■ EXERCISE OBJECTIVE
Give all of the records again. Match them exactly.

══ EXERCISE MATERIAL

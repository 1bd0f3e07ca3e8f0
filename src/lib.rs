pub mod config;
pub mod error;
pub mod kernel;
pub mod orchestrator;
pub mod services;
pub mod store;

pub use kernel::connection::ConnectionManager;
pub use kernel::notification::{Notification, NotificationKind};
pub use orchestrator::{Orchestrator, UiEvent};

════

■ FINAL ANSWER
repository 1bd0f3e07ca3e8f0
filename src/lib.rs
pub mod config;
pub mod error;
pub mod kernel;
pub mod orchestrator;
pub mod services;
pub mod store;

pub use kernel::connection::ConnectionManager;
pub use kernel::notification::{Notification, NotificationKind};
pub use orchestrator::{Orchestrator, UiEvent};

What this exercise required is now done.